REVIEW: Not perfect till the end



Reviewed by Fiona Bellingham


SUZANNE Berne won Britain’s prestigious Orange Prize a few years ago for her first novel. Hence much is to be expected from such an auspicious start. But I suspect she has become so mired in domesticity and the quaint towns of America’s north eastern sea board that she has lost the plot and lighted on morality instead for this, her second novel.

The story such as it revolves round Mirella and husband Howard. He’s an architect with feelings and she’s a lawyer with energy. And naturally they have far too little time to spend with their two children. The elder is endlessly demanding and the younger one backward. Then along comes nanny Randi who is too good to be true: the perfect arrangement of the title. She does all the domestic things, cleaning, cooking and most importantly child nurturing that Mirella and Howard should be doing. But this is America and they have talents which call them away from these basics of life.

And of course this being a contemporary American novel we have hilarious, pinpoint accurate accounts of the to-ings and fro-ings in this busy, busy household. We hear Mirella listing all the interminable things she has to do just to get started in the morning (makes me wince with pain at the thought). Then there are her cell phone conversations with her business partner on her long drive into work.
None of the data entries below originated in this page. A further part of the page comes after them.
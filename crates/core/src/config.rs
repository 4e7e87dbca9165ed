use serde::Deserialize;

use crate::error::{RecError, RecResult};

/// Root application configuration. Loaded from environment variables
/// with the prefix `BIZREC__`.
#[derive(Debug, Clone, Deserialize)]
pub struct AppConfig {
    #[serde(default)]
    pub engine: EngineConfig,
    #[serde(default)]
    pub behavior: BehaviorConfig,
    #[serde(default)]
    pub pricing: PricingConfig,
    #[serde(default)]
    pub training: TrainingConfig,
}

#[derive(Debug, Clone, Deserialize)]
pub struct EngineConfig {
    /// Interactions older than this are excluded from training.
    #[serde(default = "default_retention_days")]
    pub retention_days: i64,
    #[serde(default = "default_recency_decay_days")]
    pub recency_decay_days: f64,
    #[serde(default = "default_max_features")]
    pub max_features: usize,
    #[serde(default = "default_neighbors")]
    pub neighbors: usize,
    #[serde(default = "default_limit")]
    pub default_limit: usize,
    /// Append tracked interactions to the interaction log.
    #[serde(default)]
    pub persist_interactions: bool,
}

#[derive(Debug, Clone, Deserialize)]
pub struct BehaviorConfig {
    #[serde(default = "default_viewed_capacity")]
    pub viewed_capacity: usize,
    #[serde(default = "default_purchased_capacity")]
    pub purchased_capacity: usize,
    #[serde(default = "default_idle_ttl_secs")]
    pub idle_ttl_secs: u64,
}

#[derive(Debug, Clone, Deserialize)]
pub struct PricingConfig {
    #[serde(default = "default_budget_ceiling")]
    pub budget_ceiling: f64,
    #[serde(default = "default_moderate_ceiling")]
    pub moderate_ceiling: f64,
}

#[derive(Debug, Clone, Deserialize)]
pub struct TrainingConfig {
    #[serde(default = "default_eval_k")]
    pub eval_k: usize,
    #[serde(default = "default_schedule_interval_secs")]
    pub schedule_interval_secs: u64,
    #[serde(default = "default_model_version")]
    pub model_version: String,
}

// Default functions
fn default_retention_days() -> i64 {
    90
}
fn default_recency_decay_days() -> f64 {
    30.0
}
fn default_max_features() -> usize {
    1000
}
fn default_neighbors() -> usize {
    5
}
fn default_limit() -> usize {
    10
}
fn default_viewed_capacity() -> usize {
    20
}
fn default_purchased_capacity() -> usize {
    10
}
fn default_idle_ttl_secs() -> u64 {
    86_400
}
fn default_budget_ceiling() -> f64 {
    1000.0
}
fn default_moderate_ceiling() -> f64 {
    5000.0
}
fn default_eval_k() -> usize {
    10
}
fn default_schedule_interval_secs() -> u64 {
    3600
}
fn default_model_version() -> String {
    "1.0.0".to_string()
}

impl Default for EngineConfig {
    fn default() -> Self {
        Self {
            retention_days: default_retention_days(),
            recency_decay_days: default_recency_decay_days(),
            max_features: default_max_features(),
            neighbors: default_neighbors(),
            default_limit: default_limit(),
            persist_interactions: false,
        }
    }
}

impl Default for BehaviorConfig {
    fn default() -> Self {
        Self {
            viewed_capacity: default_viewed_capacity(),
            purchased_capacity: default_purchased_capacity(),
            idle_ttl_secs: default_idle_ttl_secs(),
        }
    }
}

impl Default for PricingConfig {
    fn default() -> Self {
        Self {
            budget_ceiling: default_budget_ceiling(),
            moderate_ceiling: default_moderate_ceiling(),
        }
    }
}

impl Default for TrainingConfig {
    fn default() -> Self {
        Self {
            eval_k: default_eval_k(),
            schedule_interval_secs: default_schedule_interval_secs(),
            model_version: default_model_version(),
        }
    }
}

impl Default for AppConfig {
    fn default() -> Self {
        Self {
            engine: EngineConfig::default(),
            behavior: BehaviorConfig::default(),
            pricing: PricingConfig::default(),
            training: TrainingConfig::default(),
        }
    }
}

impl AppConfig {
    /// Load configuration from environment variables.
    pub fn load() -> Result<Self, config::ConfigError> {
        let builder = config::Config::builder().add_source(
            config::Environment::with_prefix("BIZREC")
                .separator("__")
                .try_parsing(true),
        );

        let config = builder.build()?;
        config.try_deserialize()
    }

    /// Reject settings the engine cannot run with.
    pub fn validate(&self) -> RecResult<()> {
        if self.engine.retention_days <= 0 {
            return Err(RecError::Config(
                "engine.retention_days must be positive".to_string(),
            ));
        }
        if self.engine.recency_decay_days <= 0.0 {
            return Err(RecError::Config(
                "engine.recency_decay_days must be positive".to_string(),
            ));
        }
        if self.engine.max_features == 0 {
            return Err(RecError::Config(
                "engine.max_features must be at least 1".to_string(),
            ));
        }
        if self.behavior.viewed_capacity == 0 || self.behavior.purchased_capacity == 0 {
            return Err(RecError::Config(
                "behavior capacities must be at least 1".to_string(),
            ));
        }
        if self.pricing.budget_ceiling > self.pricing.moderate_ceiling {
            return Err(RecError::Config(format!(
                "pricing.budget_ceiling ({}) exceeds pricing.moderate_ceiling ({})",
                self.pricing.budget_ceiling, self.pricing.moderate_ceiling
            )));
        }
        Ok(())
    }
}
Howard is forever ruminating on modern urban living as he designs the perfect housing estate for his local community. And Randi dreams up a lot of lies and fantasies which keeps the reader transfixed as to what horrible tragedy she is going to inflict on this hapless family.

But Randi’s efficiency and day dreams have a more unsettling effect on the family: it gives them time to think and when they do they are unable to cope. Mirella goes to bed and Howard has an affair. Then the two have a row and separate.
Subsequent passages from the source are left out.